Differences in root-to-shoot Cd and Zn translocation and by HMA3 and 4 could influence chlorophyll and anthocyanin content in Arabidopsis Ws and Col-0 ecotypes under excess metals

Abstract

Judging from the ecotypic variability in Arabidopsis thaliana L., Columbia-0 (Col-0) appears to be less tolerant to cadmium (Cd) than the Wassilewskija (Ws) ecotype that possesses the full-length Heavy Metal ATPase3 (HMA3) cDNA. In this study, the Ws and Col-0 were tested to determine toxic metal response between Ws and Col-0 due to AtHMA3 point mutation and/or other factors. The growth inhibition of Col-0 mediated by Cd and zinc (Zn) was more serious than the inhibition of Ws, while no significant difference was evident by lead (Pb) and cobalt (Co). In the presence of Cd stress, chlorosis in leaves of Col-0 was more serious than the Ws ecotype. When grown under hydroponic culture containing 500 µM Zn, leaves of Col-0 showed a remarkable increase in the anthocyanin content in a dose-dependent manner and the expression of genes encoding enzymes involved in anthocyanin synthesis in the leaves.

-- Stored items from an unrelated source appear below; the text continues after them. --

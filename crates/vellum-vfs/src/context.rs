//! Per-call cancellation context.
//!
//! Every [`VfsOps`](crate::VfsOps) method takes an [`OpContext`] so that a
//! caller can abandon slow backend work. Layers that wrap another filesystem
//! forward the context unchanged; they never wait on it themselves.

use tokio_util::sync::CancellationToken;

use crate::error::{VfsError, VfsResult};

/// Cancellation context carried through filesystem calls.
#[derive(Debug, Clone, Default)]
pub struct OpContext {
    token: CancellationToken,
}

impl OpContext {
    /// A context that is never cancelled.
    pub fn background() -> Self {
        Self::default()
    }

    /// Wrap an existing token.
    pub fn with_token(token: CancellationToken) -> Self {
        Self { token }
    }

    /// Derive a context that is cancelled when this one is, but can also be
    /// cancelled on its own.
    pub fn child(&self) -> Self {
        Self {
            token: self.token.child_token(),
        }
    }

    /// The underlying token.
    pub fn token(&self) -> &CancellationToken {
        &self.token
    }

    /// Cancel this context (and every child derived from it).
    pub fn cancel(&self) {
        self.token.cancel();
    }

    pub fn is_cancelled(&self) -> bool {
        self.token.is_cancelled()
    }

    /// Fail with [`VfsError::Cancelled`] once the context is cancelled.
    pub fn check(&self) -> VfsResult<()> {
        if self.token.is_cancelled() {
            Err(VfsError::Cancelled)
        } else {
            Ok(())
        }
    }
}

The rate of root-to-shoot translocation of Cd and Zn in the Col-0 was 2 times higher when compared with the Ws, whereas roots of the Col-0 accumulated 2 times lower Cd and Zn concentrations than those of the Ws. Real-time polymerase chain reaction (PCR) analyses indicated that not only the alteration of the expression of HMA3 but also of the HMA4 was responsible for the root-to-shoot translocation of toxic metals. The results demonstrate that the Col-0 is readily translocating Cd and Zn to the aerial parts but not the Ws, thereby induce the alteration of phenotype in leaf color.